Promote the development of classroom and standardized assessments that go beyond memorization of facts to assess connections between concepts and the ability to apply these concepts to scientific questions and problems.
Support teachers to enact the curricula in ways that will help students develop deep understanding of and connections among concepts. Provide teachers with professional development to update their understanding of the most relevant interdisciplinary content and develop approaches for teaching that work for students.
Encourage collaboration between teachers of different subjects, who can work together to adopt, adapt, and implement interdisciplinary materials and approaches for their classrooms. This will require teacher expertise, buy-in, and administrative support for the time needed to develop, adapt, and/or adopt curricula and become proficient in interdisciplinary teaching.
Engage scientists and science education faculty working to modernize their college and university courses through discussions of what is most important to teach in order to help students build a strong foundation for future learning. The companion piece by David Van Wylen and colleagues (2013) demonstrates their institution's approach.
At the school and system-wide levels, focus on developing a coherent K–12 science program to ensure a strong foundation.

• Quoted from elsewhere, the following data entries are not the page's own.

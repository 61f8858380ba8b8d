//! Retry policy for data fetches.

use std::time::Duration;

use crate::error::CacheError;

/// Backoff strategy between retry attempts.
#[derive(Debug, Clone, PartialEq, Eq)]
pub enum BackoffStrategy {
    /// No delay between retries.
    None,
    /// Fixed delay between retries.
    Fixed(Duration),
    /// Exponential backoff with base and max.
    Exponential {
        /// Initial delay.
        base: Duration,
        /// Maximum delay.
        max: Duration,
    },
}

impl BackoffStrategy {
    /// Calculate delay for a given attempt number (0-indexed).
    pub fn delay_for_attempt(&self, attempt: u32) -> Duration {
        match self {
            Self::None => Duration::ZERO,
            Self::Fixed(d) => *d,
            Self::Exponential { base, max } => {
                let multiplier = 2u32.saturating_pow(attempt);
                std::cmp::min(base.saturating_mul(multiplier), *max)
            }
        }
    }
}

impl Default for BackoffStrategy {
    fn default() -> Self {
        Self::Exponential {
            base: Duration::from_millis(50),
            max: Duration::from_millis(500),
        }
    }
}

/// How many times a failed fetch is retried before the error surfaces.
#[derive(Debug, Clone, PartialEq, Eq)]
pub struct RetryPolicy {
    /// Retries after the first attempt.
    pub max_retries: u32,
    pub backoff: BackoffStrategy,
}

impl RetryPolicy {
    pub fn new(max_retries: u32) -> Self {
        Self {
            max_retries,
            backoff: BackoffStrategy::default(),
        }
    }

    /// Create a policy with no retries.
    pub fn none() -> Self {
        Self {
            max_retries: 0,
            backoff: BackoffStrategy::None,
        }
    }

    /// Set backoff strategy.
    pub fn with_backoff(mut self, strategy: BackoffStrategy) -> Self {
        self.backoff = strategy;
        self
    }

    /// Whether attempt number `attempt` (0 = first try) may be followed by another.
    pub fn should_retry(&self, error: &CacheError, attempt: u32) -> bool {
        attempt < self.max_retries && error.is_retryable()
    }

    pub fn delay(&self, attempt: u32) -> Duration {
        self.backoff.delay_for_attempt(attempt)
    }
}

impl Default for RetryPolicy {
    fn default() -> Self {
        Self::new(1)
    }
}

#[cfg(test)]
mod tests {
    use super::*;

    #[test]
    fn test_exponential_backoff_is_capped() {
        let backoff = BackoffStrategy::default();
        assert_eq!(backoff.delay_for_attempt(0), Duration::from_millis(50));
        assert_eq!(backoff.delay_for_attempt(1), Duration::from_millis(100));
        assert_eq!(backoff.delay_for_attempt(10), Duration::from_millis(500));
    }

    #[test]
    fn test_single_retry_by_default() {
        let policy = RetryPolicy::default();
        let err = CacheError::transport("offline");
        assert!(policy.should_retry(&err, 0));
        assert!(!policy.should_retry(&err, 1));
    }

    #[test]
    fn test_decode_errors_are_not_retried() {
        let policy = RetryPolicy::new(3);
        assert!(!policy.should_retry(&CacheError::Decode("bad".into()), 0));
        assert!(RetryPolicy::none().max_retries == 0);
    }
}
//! HTML template with head, data and body markers.

use crate::error::TemplateError;

/// Replaced with rendered head markup.
pub const META_MARKER: &str = "<!--meta:outlet-->";
/// Replaced with the embedded data script. Optional.
pub const DATA_MARKER: &str = "<!--ssr:data-->";
/// Where the streamed body is spliced in.
pub const BODY_MARKER: &str = "<!--ssr:outlet-->";

/// A validated template, already split at the body marker.
#[derive(Debug, Clone, PartialEq, Eq)]
pub struct Template {
    prefix: String,
    suffix: String,
    has_data_marker: bool,
}

/// Template text with markers substituted, ready to wrap the body.
#[derive(Debug, Clone, PartialEq, Eq)]
pub struct SplitTemplate {
    pub prefix: String,
    pub suffix: String,
}

impl Template {
    /// Validate marker counts and split at the body marker.
    ///
    /// The meta and body markers must appear exactly once; the data marker
    /// at most once.
    pub fn parse(source: &str) -> Result<Self, TemplateError> {
        expect_once(source, META_MARKER)?;
        expect_once(source, BODY_MARKER)?;
        let has_data_marker = match source.matches(DATA_MARKER).count() {
            0 => false,
            1 => true,
            _ => return Err(TemplateError::DuplicateMarker(DATA_MARKER)),
        };

        let (prefix, suffix) = source
            .split_once(BODY_MARKER)
            .ok_or(TemplateError::MissingMarker(BODY_MARKER))?;

        Ok(Self {
            prefix: prefix.to_string(),
            suffix: suffix.to_string(),
            has_data_marker,
        })
    }

    /// Whether the template places the data script itself.
    pub fn has_data_marker(&self) -> bool {
        self.has_data_marker
    }

    /// Substitute head markup and the data script.
    ///
    /// Without a data marker the script goes right before the body.
    pub fn fill(&self, meta: &str, data_script: &str) -> SplitTemplate {
        let mut prefix = self.prefix.clone();
        let mut suffix = self.suffix.clone();

        if self.has_data_marker {
            replace_in_either(&mut prefix, &mut suffix, DATA_MARKER, data_script);
        } else {
            prefix.push_str(data_script);
        }
        replace_in_either(&mut prefix, &mut suffix, META_MARKER, meta);

        SplitTemplate { prefix, suffix }
    }
}

/// Inline script assigning the encoded result set to a window global.
///
/// `encoded` must already be script-safe.
pub fn data_script(global: &str, encoded: &str) -> String {
    format!("<script>window.{}={}</script>", global, encoded)
}

fn expect_once(source: &str, marker: &'static str) -> Result<(), TemplateError> {
    match source.matches(marker).count() {
        0 => Err(TemplateError::MissingMarker(marker)),
        1 => Ok(()),
        _ => Err(TemplateError::DuplicateMarker(marker)),
    }
}

fn replace_in_either(prefix: &mut String, suffix: &mut String, marker: &str, with: &str) {
    if prefix.contains(marker) {
        *prefix = prefix.replacen(marker, with, 1);
    } else {
        *suffix = suffix.replacen(marker, with, 1);
    }
}
//! List discovered routes.

use anyhow::{Context as _, Result};
use serde::Serialize;
use trellis_router::RouteTable;

use super::RoutesArgs;
use crate::context::Context;
use crate::output::column_widths;

#[derive(Serialize)]
struct RouteRow {
    id: String,
    pattern: String,
    params: Vec<String>,
    layouts: Vec<String>,
}

/// Run the routes command.
pub async fn run(args: RoutesArgs, ctx: &Context) -> Result<()> {
    let dir = ctx.routes_dir(args.dir.as_deref());
    ctx.output.debug(&format!("Scanning {}", dir.display()));

    let table = RouteTable::from_dir(&dir, &ctx.config.extensions())
        .with_context(|| format!("Failed to read routes from {}", dir.display()))?;
    tracing::debug!(routes = table.len(), dir = %dir.display(), "route table loaded");

    let rows: Vec<RouteRow> = table
        .routes()
        .iter()
        .map(|route| RouteRow {
            id: route.id().to_string(),
            pattern: route.pattern().to_string(),
            params: route.params().to_vec(),
            layouts: table
                .ancestors(route.id())
                .iter()
                .map(|a| a.id().to_string())
                .collect(),
        })
        .collect();

    if ctx.output.is_json() {
        ctx.output.json(&rows);
        return Ok(());
    }

    if rows.is_empty() {
        ctx.output.warn(&format!("No routes found in {}", dir.display()));
        return Ok(());
    }

    ctx.output.header(&format!("Routes ({})", rows.len()));
    let headers = ["ROUTE", "PATTERN", "LAYOUTS"];
    let cells: Vec<Vec<String>> = rows
        .iter()
        .map(|row| vec![row.id.clone(), row.pattern.clone(), row.layouts.join(" > ")])
        .collect();
    let widths = column_widths(&cells, &headers);

    ctx.output.table_row(&headers, &widths);
    for row in &cells {
        let cols: Vec<&str> = row.iter().map(String::as_str).collect();
        ctx.output.table_row(&cols, &widths);
    }

    Ok(())
}
//! CLI configuration.

use std::path::{Path, PathBuf};

use anyhow::{Context, Result};
use serde::{Deserialize, Serialize};
use trellis_server::AppConfig;

/// File names searched for, in order, from the working directory upwards.
pub const CONFIG_NAMES: [&str; 2] = ["trellis.toml", ".trellis.toml"];

/// Contents of `trellis.toml`: the app config plus a `[routes]` table.
#[derive(Debug, Clone, Default, Serialize, Deserialize)]
pub struct CliConfig {
    #[serde(flatten)]
    pub app: AppConfig,

    /// Route discovery settings.
    #[serde(default)]
    pub routes: RoutesConfig,

    /// File this config was read from.
    #[serde(skip)]
    pub source: Option<PathBuf>,
}

impl CliConfig {
    /// Load config from a file. Relative paths resolve against its directory.
    pub fn load(path: impl AsRef<Path>) -> Result<Self> {
        let path = path.as_ref();
        let content = std::fs::read_to_string(path)
            .with_context(|| format!("Failed to read config file: {}", path.display()))?;

        let mut config: CliConfig = toml::from_str(&content)
            .with_context(|| format!("Failed to parse TOML config: {}", path.display()))?;

        if let Some(dir) = path.parent() {
            if let Some(template) = config.app.template.as_mut() {
                if template.is_relative() {
                    *template = dir.join(&*template);
                }
            }
            if config.routes.dir.is_relative() {
                config.routes.dir = dir.join(&config.routes.dir);
            }
        }
        config.source = Some(path.to_path_buf());
        Ok(config)
    }

    /// Extensions as string slices, for route discovery.
    pub fn extensions(&self) -> Vec<&str> {
        self.routes.extensions.iter().map(String::as_str).collect()
    }
}

/// Where route files live.
#[derive(Debug, Clone, Serialize, Deserialize)]
pub struct RoutesConfig {
    /// Routes root (default: `routes`).
    #[serde(default = "default_routes_dir")]
    pub dir: PathBuf,

    /// Extensions of route files (default: `rs`).
    #[serde(default = "default_extensions")]
    pub extensions: Vec<String>,
}

fn default_routes_dir() -> PathBuf {
    PathBuf::from("routes")
}

fn default_extensions() -> Vec<String> {
    vec!["rs".to_string()]
}

impl Default for RoutesConfig {
    fn default() -> Self {
        Self {
            dir: default_routes_dir(),
            extensions: default_extensions(),
        }
    }
}

/// Generate a default trellis.toml config file.
pub fn generate_default_config(name: &str) -> String {
    format!(
        r#"# Trellis application configuration

name = "{name}"
# "development" or "production"; TRELLIS_ENV decides at runtime
mode = "development"
template = "index.html"

# Query parameter that turns a page URL into a data request
data_param = ".get"
data_global = "__TRELLIS_DATA__"

# "flush" sends the template even when a page renders nothing
empty_body = "flush"
not_found_body = "Not Found"

[routes]
dir = "routes"
extensions = ["rs"]
"#,
        name = name
    )
}
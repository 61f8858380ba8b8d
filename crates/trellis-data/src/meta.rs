//! Head metadata returned by page loaders.

use serde::{Deserialize, Serialize};

/// A `<meta name=.. content=..>` pair.
#[derive(Debug, Clone, PartialEq, Eq, Serialize, Deserialize)]
pub struct MetaTag {
    pub name: String,
    pub content: String,
}

/// A `<link rel=.. href=..>` pair.
#[derive(Debug, Clone, PartialEq, Eq, Serialize, Deserialize)]
pub struct LinkTag {
    pub rel: String,
    pub href: String,
}

/// Metadata rendered into the document head for the innermost route.
#[derive(Debug, Clone, Default, PartialEq, Eq, Serialize, Deserialize)]
pub struct PageMeta {
    /// Page title.
    #[serde(default, skip_serializing_if = "Option::is_none")]
    pub title: Option<String>,
    /// Meta description.
    #[serde(default, skip_serializing_if = "Option::is_none")]
    pub description: Option<String>,
    /// Additional meta tags.
    #[serde(default, skip_serializing_if = "Vec::is_empty")]
    pub tags: Vec<MetaTag>,
    /// Link tags (canonical, stylesheets, etc.).
    #[serde(default, skip_serializing_if = "Vec::is_empty")]
    pub links: Vec<LinkTag>,
}

impl PageMeta {
    /// Create new metadata with a title.
    pub fn new(title: impl Into<String>) -> Self {
        Self {
            title: Some(title.into()),
            ..Default::default()
        }
    }

    /// Set the description.
    pub fn with_description(mut self, description: impl Into<String>) -> Self {
        self.description = Some(description.into());
        self
    }

    /// Add a meta tag.
    pub fn with_meta(mut self, name: impl Into<String>, content: impl Into<String>) -> Self {
        self.tags.push(MetaTag {
            name: name.into(),
            content: content.into(),
        });
        self
    }

    /// Add a link tag.
    pub fn with_link(mut self, rel: impl Into<String>, href: impl Into<String>) -> Self {
        self.links.push(LinkTag {
            rel: rel.into(),
            href: href.into(),
        });
        self
    }

    /// Add a stylesheet link.
    pub fn with_stylesheet(self, href: impl Into<String>) -> Self {
        self.with_link("stylesheet", href)
    }

    /// Check if there is nothing to render.
    pub fn is_empty(&self) -> bool {
        self.title.is_none()
            && self.description.is_none()
            && self.tags.is_empty()
            && self.links.is_empty()
    }
}
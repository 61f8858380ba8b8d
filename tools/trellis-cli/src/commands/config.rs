//! Configuration management commands.

use std::fs;

use anyhow::{bail, Result};
use trellis_router::RouteTable;
use trellis_streaming::Template;

use super::{ConfigArgs, ConfigCommand};
use crate::config::{generate_default_config, CONFIG_NAMES};
use crate::context::Context;
use crate::output::mode_badge;

/// Run the config command.
pub async fn run(args: ConfigArgs, ctx: &Context) -> Result<()> {
    match args.command {
        ConfigCommand::Show => show_config(ctx),
        ConfigCommand::Init { name, force } => init_config(name, force, ctx),
        ConfigCommand::Validate => validate_config(ctx),
    }
}

fn show_config(ctx: &Context) -> Result<()> {
    if ctx.output.is_json() {
        ctx.output.json(&ctx.config);
        return Ok(());
    }

    ctx.output.header("Current Configuration");
    match &ctx.config.source {
        Some(source) => ctx.output.kv("file", &source.display().to_string()),
        None => ctx.output.info("No trellis.toml found, showing defaults"),
    }

    let app = &ctx.config.app;
    ctx.output.kv("name", &app.name);
    ctx.output.kv("mode", &mode_badge(app.mode));
    ctx.output.kv(
        "template",
        &app.template
            .as_ref()
            .map(|p| p.display().to_string())
            .unwrap_or_else(|| "(none)".to_string()),
    );
    ctx.output.kv("data_param", &app.data_param);
    ctx.output.kv("data_global", &app.data_global);
    ctx.output.kv("empty_body", &format!("{:?}", app.empty_body).to_lowercase());
    ctx.output.kv("not_found_body", &app.not_found_body);

    ctx.output.info("[routes]");
    ctx.output.kv("dir", &ctx.config.routes.dir.display().to_string());
    ctx.output.kv("extensions", &ctx.config.routes.extensions.join(", "));

    Ok(())
}

fn init_config(name: Option<String>, force: bool, ctx: &Context) -> Result<()> {
    let config_path = ctx.cwd.join(CONFIG_NAMES[0]);

    if config_path.exists() && !force {
        bail!(
            "Config file already exists: {}. Use --force to overwrite.",
            config_path.display()
        );
    }

    let name = name.unwrap_or_else(|| {
        ctx.cwd
            .file_name()
            .and_then(|n| n.to_str())
            .unwrap_or("trellis-app")
            .to_string()
    });

    fs::write(&config_path, generate_default_config(&name))?;
    ctx.output.success(&format!("Created: {}", config_path.display()));

    Ok(())
}

fn validate_config(ctx: &Context) -> Result<()> {
    ctx.output.header("Validating configuration");

    let mut errors: Vec<String> = Vec::new();
    let mut warnings: Vec<String> = Vec::new();
    let app = &ctx.config.app;

    if app.name.is_empty() {
        errors.push("name is required".to_string());
    }
    if app.data_param.is_empty() {
        errors.push("data_param must not be empty".to_string());
    }
    if !is_identifier(&app.data_global) {
        errors.push(format!("data_global '{}' is not a valid identifier", app.data_global));
    }

    match &app.template {
        None => warnings.push("no template configured".to_string()),
        Some(path) => match fs::read_to_string(path) {
            Ok(source) => {
                if let Err(e) = Template::parse(&source) {
                    errors.push(format!("template {}: {}", path.display(), e));
                }
            }
            Err(e) => errors.push(format!("template {}: {}", path.display(), e)),
        },
    }

    let dir = ctx.routes_dir(None);
    match RouteTable::from_dir(&dir, &ctx.config.extensions()) {
        Ok(table) if table.is_empty() => warnings.push(format!("no routes found in {}", dir.display())),
        Ok(table) => ctx.output.debug(&format!("{} routes in {}", table.len(), dir.display())),
        Err(e) => errors.push(format!("routes {}: {}", dir.display(), e)),
    }

    if errors.is_empty() && warnings.is_empty() {
        ctx.output.success("Configuration is valid");
        return Ok(());
    }

    for error in &errors {
        ctx.output.error(&format!("Error: {}", error));
    }

    for warning in &warnings {
        ctx.output.warn(&format!("Warning: {}", warning));
    }

    if !errors.is_empty() {
        bail!("Configuration has {} error(s)", errors.len());
    }

    ctx.output.success("Configuration is valid (with warnings)");

    Ok(())
}

fn is_identifier(name: &str) -> bool {
    let mut chars = name.chars();
    matches!(chars.next(), Some(c) if c.is_ascii_alphabetic() || c == '_' || c == '$')
        && chars.all(|c| c.is_ascii_alphanumeric() || c == '_' || c == '$')
}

This will help to ensure that the high school program can build on previous learning and focus on interdisciplinary big ideas, rather than reviewing material that could have been taught in elementary or middle school.
Only through a concerted and long-term effort to change curricula, instruction, assessment, and the professional development of teachers are we likely to have a significant effect on the way secondary students are prepared for modern biology.